Lettre d’Allemagne, à Jean-Luc Mélenchon
par Jules Hebert (@julesheb)
J’ai la nausée. Cette nausée violente, celle qui serre le cœur et les tripes, qui rend fébrile. Cette nausée-là, oui, celle qui se déclare devant des pensées haineuses, primitives, gratuites. Les vôtres, Monsieur Mélenchon, dans le livre pour lequel vous faites campagne, Le hareng de Bismarck.
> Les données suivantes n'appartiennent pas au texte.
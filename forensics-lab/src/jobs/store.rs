//! Durable, ordered job collection

use anyhow::{Context, Result};
use std::collections::HashSet;
use std::sync::{Arc, Mutex, MutexGuard};

use super::Job;
use crate::storage::KeyValueStore;

/// Storage key holding the JSON array of jobs
pub const JOBS_KEY: &str = "forensic_jobs_v1";

/// Persisted job data could not be parsed.
///
/// Recovered inside `JobStore::load`; it never reaches callers of the store.
#[derive(Debug, thiserror::Error)]
#[error("Persisted job list is malformed: {0}")]
pub struct MalformedPersistedState(#[from] serde_json::Error);

/// Jobs created by the user, most recent first, deduplicated by `job_id`.
///
/// Every successful `add` is written through to the persistence port before
/// the in-memory list changes.
pub struct JobStore {
    port: Arc<dyn KeyValueStore>,
    jobs: Mutex<Vec<Job>>,
}

impl std::fmt::Debug for JobStore {
    fn fmt(&self, f: &mut std::fmt::Formatter<'_>) -> std::fmt::Result {
        f.debug_struct("JobStore").field("jobs", &self.all()).finish()
    }
}

impl JobStore {
    /// Load the persisted collection.
    ///
    /// Absent, empty or malformed data yields an empty store; read failures
    /// from the port are treated the same way.
    pub fn load(port: Arc<dyn KeyValueStore>) -> Self {
        let jobs = match port.get(JOBS_KEY) {
            Ok(Some(raw)) => match decode_jobs(&raw) {
                Ok(jobs) => jobs,
                Err(e) => {
                    tracing::warn!("Ignoring persisted jobs: {}", e);
                    Vec::new()
                }
            },
            Ok(None) => Vec::new(),
            Err(e) => {
                tracing::warn!("Failed to read persisted jobs: {:#}", e);
                Vec::new()
            }
        };

        tracing::debug!("Loaded {} job(s)", jobs.len());
        Self {
            port,
            jobs: Mutex::new(jobs),
        }
    }

    /// Prepend `job` and persist the full list.
    ///
    /// Returns `Ok(false)` without writing if a job with the same id is
    /// already known. On a write failure the store is left unchanged.
    pub fn add(&self, job: Job) -> Result<bool> {
        let mut jobs = self.lock();

        if jobs.iter().any(|existing| existing.job_id == job.job_id) {
            tracing::warn!("Job {} already tracked; not adding again", job.job_id);
            return Ok(false);
        }

        let mut updated = Vec::with_capacity(jobs.len() + 1);
        updated.push(job);
        updated.extend(jobs.iter().cloned());

        self.persist(&updated)?;
        *jobs = updated;
        Ok(true)
    }

    /// Snapshot of all jobs, most recent first.
    pub fn all(&self) -> Vec<Job> {
        self.lock().clone()
    }

    pub fn get(&self, job_id: &str) -> Option<Job> {
        self.lock().iter().find(|job| job.job_id == job_id).cloned()
    }

    pub fn len(&self) -> usize {
        self.lock().len()
    }

    pub fn is_empty(&self) -> bool {
        self.lock().is_empty()
    }

    /// Forget all jobs (persisted as an empty list).
    pub fn clear(&self) -> Result<()> {
        let mut jobs = self.lock();
        self.persist(&[])?;
        jobs.clear();
        Ok(())
    }

    fn persist(&self, jobs: &[Job]) -> Result<()> {
        let raw = serde_json::to_string(jobs).context("Failed to serialize jobs")?;
        self.port
            .set(JOBS_KEY, &raw)
            .context("Failed to persist jobs")
    }

    fn lock(&self) -> MutexGuard<'_, Vec<Job>> {
        // The list is only ever replaced wholesale
        self.jobs.lock().unwrap_or_else(|poisoned| poisoned.into_inner())
    }
}

/// Parse persisted jobs, dropping repeated ids (first occurrence wins).
fn decode_jobs(raw: &str) -> Result<Vec<Job>, MalformedPersistedState> {
    if raw.trim().is_empty() {
        return Ok(Vec::new());
    }
    let parsed: Option<Vec<Job>> = serde_json::from_str(raw)?;

    let mut seen = HashSet::new();
    Ok(parsed
        .unwrap_or_default()
        .into_iter()
        .filter(|job| seen.insert(job.job_id.clone()))
        .collect())
}

#[cfg(test)]
mod tests {
    use super::*;
    use crate::storage::{FileKeyValueStore, MemoryKeyValueStore};
    use anyhow::bail;

    fn memory_port(value: Option<&str>) -> Arc<dyn KeyValueStore> {
        let store = MemoryKeyValueStore::new();
        let store = match value {
            Some(v) => store.with_value(JOBS_KEY, v),
            None => store,
        };
        Arc::new(store)
    }

    #[test]
    fn test_load_absent_is_empty() {
        let store = JobStore::load(memory_port(None));
        assert!(store.is_empty());
    }

    #[test]
    fn test_load_empty_and_malformed_is_empty() {
        for raw in ["", "   ", "not json", "{\"job_id\":1}", "[{\"filename\":\"x\"}]", "null"] {
            let store = JobStore::load(memory_port(Some(raw)));
            assert!(store.all().is_empty(), "raw value {:?}", raw);
        }
    }

    #[test]
    fn test_add_prepends_and_persists() {
        let port = memory_port(None);
        let store = JobStore::load(port.clone());

        assert!(store.add(Job::new("J1", "disk.img").with_created_at(1)).unwrap());
        assert!(store.add(Job::new("J2", "mem.raw").with_created_at(2)).unwrap());

        let ids: Vec<_> = store.all().into_iter().map(|j| j.job_id).collect();
        assert_eq!(ids, vec!["J2", "J1"]);

        let persisted = port.get(JOBS_KEY).unwrap().unwrap();
        let decoded: Vec<Job> = serde_json::from_str(&persisted).unwrap();
        assert_eq!(decoded, store.all());
    }

    #[test]
    fn test_add_duplicate_is_rejected() {
        let store = JobStore::load(memory_port(None));
        assert!(store.add(Job::new("J1", "a.img")).unwrap());
        assert!(!store.add(Job::new("J1", "b.img")).unwrap());
        assert_eq!(store.len(), 1);
        assert_eq!(store.get("J1").unwrap().filename, "a.img");
    }

    #[test]
    fn test_roundtrip_through_files() {
        let dir = tempfile::tempdir().unwrap();
        let jobs = vec![
            Job::new("J3", "c.img").with_created_at(1_700_000_000_003),
            Job::new("J2", "b.img"),
            Job::new("J1", "a.img").with_created_at(1_700_000_000_001),
        ];

        {
            let port: Arc<dyn KeyValueStore> = Arc::new(FileKeyValueStore::open(dir.path()).unwrap());
            let store = JobStore::load(port);
            for job in jobs.iter().rev() {
                store.add(job.clone()).unwrap();
            }
        }

        let port: Arc<dyn KeyValueStore> = Arc::new(FileKeyValueStore::open(dir.path()).unwrap());
        let reloaded = JobStore::load(port);
        assert_eq!(reloaded.all(), jobs);
    }

    #[test]
    fn test_load_drops_duplicate_ids() {
        let raw = r#"[{"job_id":"J2","filename":"new.img"},{"job_id":"J1","filename":"a.img"},{"job_id":"J2","filename":"old.img"}]"#;
        let store = JobStore::load(memory_port(Some(raw)));
        let all = store.all();
        assert_eq!(all.len(), 2);
        assert_eq!(all[0].filename, "new.img");
    }

    #[test]
    fn test_clear() {
        let port = memory_port(None);
        let store = JobStore::load(port.clone());
        store.add(Job::new("J1", "a.img")).unwrap();
        store.clear().unwrap();
        assert!(store.is_empty());
        assert_eq!(port.get(JOBS_KEY).unwrap().as_deref(), Some("[]"));
    }

    struct FailingPort;

    impl KeyValueStore for FailingPort {
        fn get(&self, _key: &str) -> Result<Option<String>> {
            Ok(None)
        }
        fn set(&self, _key: &str, _value: &str) -> Result<()> {
            bail!("disk full")
        }
        fn remove(&self, _key: &str) -> Result<()> {
            Ok(())
        }
    }

    #[test]
    fn test_failed_write_leaves_store_unchanged() {
        let store = JobStore::load(Arc::new(FailingPort));
        assert!(store.add(Job::new("J1", "a.img")).is_err());
        assert!(store.is_empty());
    }

    struct UnreadablePort;

    impl KeyValueStore for UnreadablePort {
        fn get(&self, _key: &str) -> Result<Option<String>> {
            bail!("permission denied")
        }
        fn set(&self, _key: &str, _value: &str) -> Result<()> {
            Ok(())
        }
        fn remove(&self, _key: &str) -> Result<()> {
            Ok(())
        }
    }

    #[test]
    fn test_unreadable_port_loads_empty() {
        let store = JobStore::load(Arc::new(UnreadablePort));
        assert!(store.is_empty());
    }
}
Vous nous dites que l’Allemagne est pour nous, « de nouveau un danger ». Qu’elle est un poison. Qu’elle est anti-écologique, qu’elle « déporte » ses vieux. Vous nous parlez de « cet affront », celui que fait Angela Merkel en offrant à François Hollande des « Harengs Bismarck », soulignant que Bismarck est « l’agresseur de la France » qui, victorieux, « fit couronner le premier empereur des Allemands dans la galerie des glaces de Versailles ». Passons sur votre description de Merkel (qui « s’en bat les couettes » (sic)) en mère fouettarde. Pourquoi tant de haine ? Pourquoi tant de mépris ? Pourquoi retourner en 1871 pour parler de ce qui agite l’Europe, aujourd’hui, en 2015, 70 ans après la Seconde Guerre mondiale ?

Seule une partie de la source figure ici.